------ Provided records
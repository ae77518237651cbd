//! Command-line interface for sort-export.

use std::path::{Path, PathBuf};

use clap::{Parser, Subcommand};
use console::style;
use indicatif::{ProgressBar, ProgressStyle};

use crate::config::{
    combined_output_path, converted_output_path, validate_directory, validate_input_file,
};
use crate::convert::{concatenate_dir, convert_file};
use crate::error::Result;
use crate::json::save_document;
use crate::types::Document;

/// sort-export - Convert card-sort text exports to JSON and merge sorted documents.
#[derive(Parser)]
#[command(name = "sort-export")]
#[command(version, about, long_about = None)]
pub struct Cli {
    #[command(subcommand)]
    pub command: Commands,
}

#[derive(Subcommand)]
pub enum Commands {
    /// Convert a "Save Text" export into a sorted JSON file.
    Convert {
        /// Text export to convert (e.g., ring1.txt)
        input: PathBuf,

        /// Output file (default: input path with a .json extension)
        #[arg(short, long)]
        output: Option<PathBuf>,

        /// Indent the JSON output
        #[arg(long)]
        pretty: bool,
    },

    /// Concatenate all sorted JSON files in a directory into one file.
    Cat {
        /// Directory holding the per-ring .json files
        dir: PathBuf,

        /// Output file (default: cattedJSON.json inside the directory)
        #[arg(short, long)]
        output: Option<PathBuf>,

        /// Indent the JSON output
        #[arg(long)]
        pretty: bool,
    },
}

/// Run the CLI.
pub fn run() -> Result<()> {
    let cli = Cli::parse();

    match cli.command {
        Commands::Convert {
            input,
            output,
            pretty,
        } => convert_command(&input, output.as_deref(), pretty),
        Commands::Cat {
            dir,
            output,
            pretty,
        } => cat_command(&dir, output.as_deref(), pretty),
    }
}

/// Execute the convert command.
fn convert_command(input: &Path, output: Option<&Path>, pretty: bool) -> Result<()> {
    validate_input_file(input)?;

    let output_path = output.map_or_else(|| converted_output_path(input), Path::to_path_buf);

    println!(
        "{} {} -> {}",
        style("Converting").bold(),
        style(input.display()).cyan(),
        style(output_path.display()).green()
    );

    let doc = convert_file(input)?;
    print_summary(&doc);

    save_document(&doc, &output_path, pretty)?;

    println!(
        "{} {}",
        style("Saved to:").green().bold(),
        output_path.display()
    );

    Ok(())
}

/// Execute the cat command.
fn cat_command(dir: &Path, output: Option<&Path>, pretty: bool) -> Result<()> {
    validate_directory(dir)?;

    let output_path = output.map_or_else(|| combined_output_path(dir), Path::to_path_buf);

    println!(
        "{} {}",
        style("Concatenating").bold(),
        style(dir.display()).cyan()
    );

    let pb = ProgressBar::new_spinner();
    #[allow(clippy::expect_used)] // Static template string that is guaranteed to be valid
    pb.set_style(
        ProgressStyle::default_spinner()
            .template("{spinner:.green} {msg}")
            .expect("valid template"),
    );
    pb.set_message("Loading sorted documents...");
    pb.enable_steady_tick(std::time::Duration::from_millis(100));

    let (files, doc) = match concatenate_dir(dir) {
        Ok(result) => result,
        Err(e) => {
            pb.finish_and_clear();
            return Err(e);
        }
    };

    pb.set_message("Saving JSON...");
    if let Err(e) = save_document(&doc, &output_path, pretty) {
        pb.finish_and_clear();
        return Err(e);
    }
    pb.finish_and_clear();

    println!("  Files: {}", files.len());
    print_summary(&doc);

    println!();
    println!(
        "{} {}",
        style("Saved to:").green().bold(),
        output_path.display()
    );

    Ok(())
}

fn print_summary(doc: &Document) {
    println!("  Groups: {}", doc.len());
    println!("  Items: {}", doc.item_count());

    let duplicates = doc.duplicate_titles();
    if !duplicates.is_empty() {
        println!(
            "  Repeated titles: {}",
            style(duplicates.join(", ")).yellow().bold()
        );
    }
}

#[cfg(test)]
mod tests {
    use super::*;

    #[test]
    fn test_cli_parse_convert() {
        let cli = Cli::parse_from(["sort-export", "convert", "ring1.txt"]);

        let Commands::Convert {
            input,
            output,
            pretty,
        } = cli.command
        else {
            panic!("expected convert command");
        };
        assert_eq!(input, PathBuf::from("ring1.txt"));
        assert!(output.is_none());
        assert!(!pretty);
    }

    #[test]
    fn test_cli_parse_cat_with_options() {
        let cli = Cli::parse_from([
            "sort-export",
            "cat",
            "rings",
            "--output",
            "all.json",
            "--pretty",
        ]);

        let Commands::Cat {
            dir,
            output,
            pretty,
        } = cli.command
        else {
            panic!("expected cat command");
        };
        assert_eq!(dir, PathBuf::from("rings"));
        assert_eq!(output, Some(PathBuf::from("all.json")));
        assert!(pretty);
    }

    #[test]
    fn test_cli_requires_subcommand() {
        assert!(Cli::try_parse_from(["sort-export"]).is_err());
    }
}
------------
*Exercise description:* Copy the material above exactly. Include every line.

*Answer to this problem:*
repository ae77518237651cbd
//! Command-line interface for sort-export.

use std::path::{Path, PathBuf};

use clap::{Parser, Subcommand};
use console::style;
use indicatif::{ProgressBar, ProgressStyle};

use crate::config::{
    combined_output_path, converted_output_path, validate_directory, validate_input_file,
};
use crate::convert::{concatenate_dir, convert_file};
use crate::error::Result;
use crate::json::save_document;
use crate::types::Document;

/// sort-export - Convert card-sort text exports to JSON and merge sorted documents.
#[derive(Parser)]
#[command(name = "sort-export")]
#[command(version, about, long_about = None)]
pub struct Cli {
    #[command(subcommand)]
    pub command: Commands,
}

#[derive(Subcommand)]
pub enum Commands {
    /// Convert a "Save Text" export into a sorted JSON file.
    Convert {
        /// Text export to convert (e.g., ring1.txt)
        input: PathBuf,

        /// Output file (default: input path with a .json extension)
        #[arg(short, long)]
        output: Option<PathBuf>,

        /// Indent the JSON output
        #[arg(long)]
        pretty: bool,
    },

    /// Concatenate all sorted JSON files in a directory into one file.
    Cat {
        /// Directory holding the per-ring .json files
        dir: PathBuf,

        /// Output file (default: cattedJSON.json inside the directory)
        #[arg(short, long)]
        output: Option<PathBuf>,

        /// Indent the JSON output
        #[arg(long)]
        pretty: bool,
    },
}

/// Run the CLI.
pub fn run() -> Result<()> {
    let cli = Cli::parse();

    match cli.command {
        Commands::Convert {
            input,
            output,
            pretty,
        } => convert_command(&input, output.as_deref(), pretty),
        Commands::Cat {
            dir,
            output,
            pretty,
        } => cat_command(&dir, output.as_deref(), pretty),
    }
}

/// Execute the convert command.
fn convert_command(input: &Path, output: Option<&Path>, pretty: bool) -> Result<()> {
    validate_input_file(input)?;

    let output_path = output.map_or_else(|| converted_output_path(input), Path::to_path_buf);

    println!(
        "{} {} -> {}",
        style("Converting").bold(),
        style(input.display()).cyan(),
        style(output_path.display()).green()
    );

    let doc = convert_file(input)?;
    print_summary(&doc);

    save_document(&doc, &output_path, pretty)?;

    println!(
        "{} {}",
        style("Saved to:").green().bold(),
        output_path.display()
    );

    Ok(())
}

/// Execute the cat command.
fn cat_command(dir: &Path, output: Option<&Path>, pretty: bool) -> Result<()> {
    validate_directory(dir)?;

    let output_path = output.map_or_else(|| combined_output_path(dir), Path::to_path_buf);

    println!(
        "{} {}",
        style("Concatenating").bold(),
        style(dir.display()).cyan()
    );

    let pb = ProgressBar::new_spinner();
    #[allow(clippy::expect_used)] // Static template string that is guaranteed to be valid
    pb.set_style(
        ProgressStyle::default_spinner()
            .template("{spinner:.green} {msg}")
            .expect("valid template"),
    );
    pb.set_message("Loading sorted documents...");
    pb.enable_steady_tick(std::time::Duration::from_millis(100));

    let (files, doc) = match concatenate_dir(dir) {
        Ok(result) => result,
        Err(e) => {
            pb.finish_and_clear();
            return Err(e);
        }
    };

    pb.set_message("Saving JSON...");
    if let Err(e) = save_document(&doc, &output_path, pretty) {
        pb.finish_and_clear();
        return Err(e);
    }
    pb.finish_and_clear();

    println!("  Files: {}", files.len());
    print_summary(&doc);

    println!();
    println!(
        "{} {}",
        style("Saved to:").green().bold(),
        output_path.display()
    );

    Ok(())
}

fn print_summary(doc: &Document) {
    println!("  Groups: {}", doc.len());
    println!("  Items: {}", doc.item_count());

    let duplicates = doc.duplicate_titles();
    if !duplicates.is_empty() {
        println!(
            "  Repeated titles: {}",
            style(duplicates.join(", ")).yellow().bold()
        );
    }
}

#[cfg(test)]
mod tests {
    use super::*;

    #[test]
    fn test_cli_parse_convert() {
        let cli = Cli::parse_from(["sort-export", "convert", "ring1.txt"]);

        let Commands::Convert {
            input,
            output,
            pretty,
        } = cli.command
        else {
            panic!("expected convert command");
        };
        assert_eq!(input, PathBuf::from("ring1.txt"));
        assert!(output.is_none());
        assert!(!pretty);
    }

    #[test]
    fn test_cli_parse_cat_with_options() {
        let cli = Cli::parse_from([
            "sort-export",
            "cat",
            "rings",
            "--output",
            "all.json",
            "--pretty",
        ]);

        let Commands::Cat {
            dir,
            output,
            pretty,
        } = cli.command
        else {
            panic!("expected cat command");
        };
        assert_eq!(dir, PathBuf::from("rings"));
        assert_eq!(output, Some(PathBuf::from("all.json")));
        assert!(pretty);
    }

    #[test]
    fn test_cli_requires_subcommand() {
        assert!(Cli::try_parse_from(["sort-export"]).is_err());
    }
}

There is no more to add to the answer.